Her stage name was Belle and she was a New York stripper during the thirties. She read Spengler’s Decline of the West, chatted backstage about liberal economic theory, and put a young burlesque comedian named Garson Kanin onto reading the works of outspoken British socialist Harold Laski. This was in the olden times (remember them?) when the notion that a sexy woman could also be brainy was a shockingly novel idea guaranteed to make an audience laugh. Years later, Belle, the intellectual stripper, was the inspiration behind Kanin’s creation of Billie Dawn in his first Broadway hit comedy, Born Yesterday.
Born Yesterday was a mega-hit during the confused post-World War II years when the American theatre was in recession. After the boom war years, when patriotic plays filled the theatres of New York and the hinterland, many venerable houses went dark forever, acting jobs were scarce, and new openings were few and far between. Production became prohibitively expensive due to union featherbedding, labor costs, new building codes and lack of air conditioning, and star salaries. Ticket prices zoomed out of the reach of ordinary folks and gasoline rationing made road shows impossible. Television for the masses was right around the corner in 1948. In 1948-49 alone, for example, despite fortune-making blockbuster musicals like Oklahoma and Kiss Me, Kate, the flops of Broadway lost $4,535,000!
So Born Yesterday was a god-send. It launched the long, distinguished career of Kanin himself, and propelled Judy Holliday (Billie Dawn), Paul Douglas (Harry Brock), and Gary Merrill (Paul Verrall) into acting fame. It ran in its first production for three years and earned almost $9 million.
The typical wise-cracking New York play, Born Yesterday is a mixture of sweet romantic comedy and sharp political satire where the tough guy gets what’s comin’ to ‘im, the good guy in the horn-rimmed glasses gets the girl, and the girl gets everything. But for all its ditzy blond sass, the comedy reflects some dark and serious things going on in post-war America (and, sadly, still going on today). Along with the terror of nuclear annihilation, the complicated business of setting up the U.N. and deterring hostilities, the reconstruction of war-torn nations, the daily reality of goods and housing shortages, there was the growing Cold War. The deep fears of Red Communism in the Soviet Union led to increasing Red scares at home. While the House Unamerican Activities Committee (HUAC) wouldn’t get going until the year after this play’s opening, the witch-hunt for commies connected with the stage, screen, and academia had already begun with accusations that Actors Equity was infiltrated with Communists.

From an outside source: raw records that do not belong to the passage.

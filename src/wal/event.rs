//! Log event definitions
//!
//! Defines the mutation record and its line encoding:
//!
//! ```text
//! <id> \t <kind> \t <key> \t <value>
//! ```
//!
//! `kind` is `0` for Put and `1` for Delete. Fields are not escaped, so a
//! key or value must not contain a tab or a line break. The logger rejects
//! such fields before they reach the file (see [`Event::check_field`]).

use std::fmt;
use std::str::FromStr;

use crate::error::{KvError, Result};

const FIELD_SEPARATOR: char = '\t';
const FIELD_COUNT: usize = 4;

/// Kind of mutation recorded by an event
#[derive(Debug, Clone, Copy, PartialEq, Eq, Hash)]
pub enum EventKind {
    Put,
    Delete,
}

impl EventKind {
    /// Integer written to the log for this kind
    pub fn code(self) -> u8 {
        match self {
            EventKind::Put => 0,
            EventKind::Delete => 1,
        }
    }

    pub fn from_code(code: u8) -> Option<Self> {
        match code {
            0 => Some(EventKind::Put),
            1 => Some(EventKind::Delete),
            _ => None,
        }
    }
}

/// A single committed entry of the transaction log
#[derive(Debug, Clone, PartialEq, Eq)]
pub struct Event {
    /// Sequence id, strictly increasing in file order
    pub id: u64,

    pub kind: EventKind,

    pub key: String,

    /// Empty (and ignored) for deletes
    pub value: String,
}

impl Event {
    pub fn put(id: u64, key: impl Into<String>, value: impl Into<String>) -> Self {
        Self {
            id,
            kind: EventKind::Put,
            key: key.into(),
            value: value.into(),
        }
    }

    pub fn delete(id: u64, key: impl Into<String>) -> Self {
        Self {
            id,
            kind: EventKind::Delete,
            key: key.into(),
            value: String::new(),
        }
    }

    /// Encode as a single log line, without the trailing newline
    pub fn encode(&self) -> String {
        format!(
            "{}{sep}{}{sep}{}{sep}{}",
            self.id,
            self.kind.code(),
            self.key,
            self.value,
            sep = FIELD_SEPARATOR
        )
    }

    /// Decode a log line (without its newline)
    pub fn decode(line: &str) -> Result<Self> {
        let fields: Vec<&str> = line.split(FIELD_SEPARATOR).collect();
        if fields.len() != FIELD_COUNT {
            return Err(KvError::MalformedRecord(format!(
                "expected {} fields, found {}",
                FIELD_COUNT,
                fields.len()
            )));
        }

        let id = parse_decimal::<u64>(fields[0])
            .ok_or_else(|| KvError::MalformedRecord(format!("bad id {:?}", fields[0])))?;

        let kind = parse_decimal::<u8>(fields[1])
            .and_then(EventKind::from_code)
            .ok_or_else(|| KvError::MalformedRecord(format!("bad kind {:?}", fields[1])))?;

        Ok(Self {
            id,
            kind,
            key: fields[2].to_string(),
            value: fields[3].to_string(),
        })
    }

    /// Reject a key or value that the line format cannot carry
    pub fn check_field(field: &'static str, text: &str) -> Result<()> {
        if text.contains(['\t', '\n']) {
            return Err(KvError::InvalidField { field });
        }
        Ok(())
    }
}

/// Parse a number only in the form `encode` writes it: ASCII digits, no sign,
/// no leading zero.
fn parse_decimal<T: FromStr>(text: &str) -> Option<T> {
    let digits = !text.is_empty() && text.bytes().all(|b| b.is_ascii_digit());
    if !digits || (text.len() > 1 && text.starts_with('0')) {
        return None;
    }
    text.parse().ok()
}

impl fmt::Display for Event {
    fn fmt(&self, f: &mut fmt::Formatter<'_>) -> fmt::Result {
        f.write_str(&self.encode())
    }
}

/// A mutation waiting in the submission queue.
///
/// It has no id yet: the log writer assigns one when it dequeues the
/// mutation, which keeps id order identical to file order.
#[derive(Debug, Clone, PartialEq, Eq)]
pub enum Mutation {
    Put { key: String, value: String },
    Delete { key: String },
}

impl Mutation {
    /// Attach the id assigned at write time
    pub fn into_event(self, id: u64) -> Event {
        match self {
            Mutation::Put { key, value } => Event::put(id, key, value),
            Mutation::Delete { key } => Event::delete(id, key),
        }
    }
}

It’s worth noticing that Garson Kanin and company get away with all sorts of political criticism about the American Dream being for sale to the highest bidder because Born Yesterday is funny—funny, sentimental, and entertaining while delivering (as one critic put it) “a swift kick in the American complacencies.” When, in the following year, Arthur Miller took up some of the same sordid political issues of war profiteering in All My Sons, the dramatic play won Tonys for both Best Play and Best Direction and the New York Drama Critics’ Circle Award. Yet Miller, suspected of Communist sympathies because of his critical opinions and associates, was refused a visa from the US government to see the play open in Germany.

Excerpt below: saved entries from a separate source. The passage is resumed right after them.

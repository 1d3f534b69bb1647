//! Configuration for shardkv
//!
//! Centralized configuration with sensible defaults. Every field has a
//! default, so a partial document deserializes into a complete `Config`.

use std::path::PathBuf;

use serde::Deserialize;

use crate::error::{KvError, Result};

/// Main configuration for a shardkv instance
#[derive(Debug, Clone, Deserialize)]
#[serde(default)]
pub struct Config {
    // -------------------------------------------------------------------------
    // Storage Configuration
    // -------------------------------------------------------------------------
    /// Root directory for data files
    /// Internal structure:
    ///   {data_dir}/
    ///     └── transactions.log   (write-ahead transaction log)
    pub data_dir: PathBuf,

    /// Number of independently-locked shards in the store.
    /// Fixed for the lifetime of the store.
    pub shard_count: usize,

    // -------------------------------------------------------------------------
    // Transaction Log Configuration
    // -------------------------------------------------------------------------
    /// Capacity of the submission queue in front of the log writer.
    /// Producers block once this many mutations are waiting.
    pub queue_capacity: usize,

    /// Sync strategy: how often to fsync the log
    pub sync_strategy: SyncStrategy,
}

/// Log sync strategy
#[derive(Debug, Clone, Copy, PartialEq, Eq, Deserialize)]
#[serde(tag = "mode", rename_all = "snake_case")]
pub enum SyncStrategy {
    /// fsync after every write (safest, slowest)
    EveryWrite,

    /// fsync after N unsynced entries (balanced durability/performance)
    EveryNEntries { count: usize },

    /// Hand lines to the OS and never fsync until close
    OsBuffered,
}

/// Settings owned by the transaction logger
#[derive(Debug, Clone, Copy)]
pub struct LoggerConfig {
    pub queue_capacity: usize,
    pub sync_strategy: SyncStrategy,
}

impl Default for LoggerConfig {
    fn default() -> Self {
        Self {
            queue_capacity: 1024,
            sync_strategy: SyncStrategy::EveryWrite,
        }
    }
}

impl LoggerConfig {
    pub fn validate(&self) -> Result<()> {
        if self.queue_capacity == 0 {
            return Err(KvError::Config("queue_capacity must be at least 1".into()));
        }
        if let SyncStrategy::EveryNEntries { count: 0 } = self.sync_strategy {
            return Err(KvError::Config("sync count must be at least 1".into()));
        }
        Ok(())
    }
}

impl Default for Config {
    fn default() -> Self {
        let logger = LoggerConfig::default();
        Self {
            data_dir: PathBuf::from("./shardkv_data"),
            shard_count: 16,
            queue_capacity: logger.queue_capacity,
            sync_strategy: logger.sync_strategy,
        }
    }
}

impl Config {
    /// Create a new config builder
    pub fn builder() -> ConfigBuilder {
        ConfigBuilder::default()
    }

    /// The logger-only subset of this config
    pub fn logger(&self) -> LoggerConfig {
        LoggerConfig {
            queue_capacity: self.queue_capacity,
            sync_strategy: self.sync_strategy,
        }
    }

    /// Check settings that would otherwise fail deep inside startup
    pub fn validate(&self) -> Result<()> {
        if self.shard_count == 0 {
            return Err(KvError::InvalidShardCount(self.shard_count));
        }
        self.logger().validate()
    }
}

/// Builder for Config
#[derive(Default)]
pub struct ConfigBuilder {
    config: Config,
}

impl ConfigBuilder {
    /// Set the data directory
    pub fn data_dir(mut self, path: impl Into<PathBuf>) -> Self {
        self.config.data_dir = path.into();
        self
    }

    /// Set the number of store shards
    pub fn shard_count(mut self, count: usize) -> Self {
        self.config.shard_count = count;
        self
    }

    /// Set the submission queue capacity
    pub fn queue_capacity(mut self, capacity: usize) -> Self {
        self.config.queue_capacity = capacity;
        self
    }

    /// Set the log sync strategy
    pub fn sync_strategy(mut self, strategy: SyncStrategy) -> Self {
        self.config.sync_strategy = strategy;
        self
    }

    pub fn build(self) -> Config {
        self.config
    }
}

But give us a busty, peroxide blond who massacres the language and a playwright can even quote the revolutionary Tom Paine onstage!

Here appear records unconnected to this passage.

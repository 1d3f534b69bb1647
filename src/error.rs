//! Error types for shardkv
//!
//! Provides a unified error type for all operations.

use std::path::PathBuf;

use thiserror::Error;

/// Result type alias using KvError
pub type Result<T> = std::result::Result<T, KvError>;

/// Unified error type for shardkv operations
#[derive(Debug, Error)]
pub enum KvError {
    // -------------------------------------------------------------------------
    // I/O Errors
    // -------------------------------------------------------------------------
    #[error("IO error: {0}")]
    Io(#[from] std::io::Error),

    // -------------------------------------------------------------------------
    // Construction Errors
    // -------------------------------------------------------------------------
    #[error("Invalid shard count {0}: a store needs at least one shard")]
    InvalidShardCount(usize),

    #[error("Failed to open log file {}: {source}", .path.display())]
    Open {
        path: PathBuf,
        #[source]
        source: std::io::Error,
    },

    #[error("Configuration error: {0}")]
    Config(String),

    // -------------------------------------------------------------------------
    // Store Errors
    // -------------------------------------------------------------------------
    #[error("Key not found: {0:?}")]
    KeyNotFound(String),

    // -------------------------------------------------------------------------
    // Log Record Errors
    // -------------------------------------------------------------------------
    #[error("Malformed log record: {0}")]
    MalformedRecord(String),

    #[error("Transaction ids out of order: id {found} follows {last}")]
    OutOfOrder { last: u64, found: u64 },

    #[error("Invalid {field}: tab and newline characters cannot be logged")]
    InvalidField { field: &'static str },

    // -------------------------------------------------------------------------
    // Logger Errors
    // -------------------------------------------------------------------------
    #[error("Log write failed: {0}")]
    WriterIo(String),

    #[error("Logger has failed and accepts no more writes: {0}")]
    LoggerFailed(String),

    #[error("Logger is closed")]
    LoggerClosed,

    #[error("Log has {len} bytes but replay accepted only {replayed}; replay it fully before running")]
    UnreplayedLog { replayed: u64, len: u64 },

    #[error("Logger is {actual}, expected {expected}")]
    InvalidState {
        expected: &'static str,
        actual: &'static str,
    },
}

I read this play as an idealistic little allegory of the rescuing of America. Little Lady Liberty (Billie) has been seduced into whoredom by the easy acquisition of material things (the mink coats, the diamonds) by the kind of selfish, exploiting thug (Harry Brock) that equates money with power. The lady is easily bought. Harry has made his millions in junk and war profiteering and now is buying senators to guarantee that he owns all the junk (scrap metal) in Europe as well. Convinced of Billie’s stupidity (that is, of America’s stupidity) Harry’s greed has led him to give her power over him (on paper, she’s president of his company) but not the knowledge or self-respect to use it.
Enter Paul, the idealistic, leftish intellectual writer. With Paul’s smitten help, Billie, our Lady Liberty, discovers her wisdom, abilities, and self-esteem. She awakens to intelligent idealism and learns that she has power beyond all the materialism and sexuality. She gets back in touch with her roots (contacts her father), escapes the clutches of the rich, controlling goon (who gets his just desserts), allies herself with the smart, idealistic liberal and takes control herself.
She wins. Love conquers. America lives up to its ideals and we’re all better.
If only.
Yet writing today, on the Fourth of July, I’m still tempted to believe it.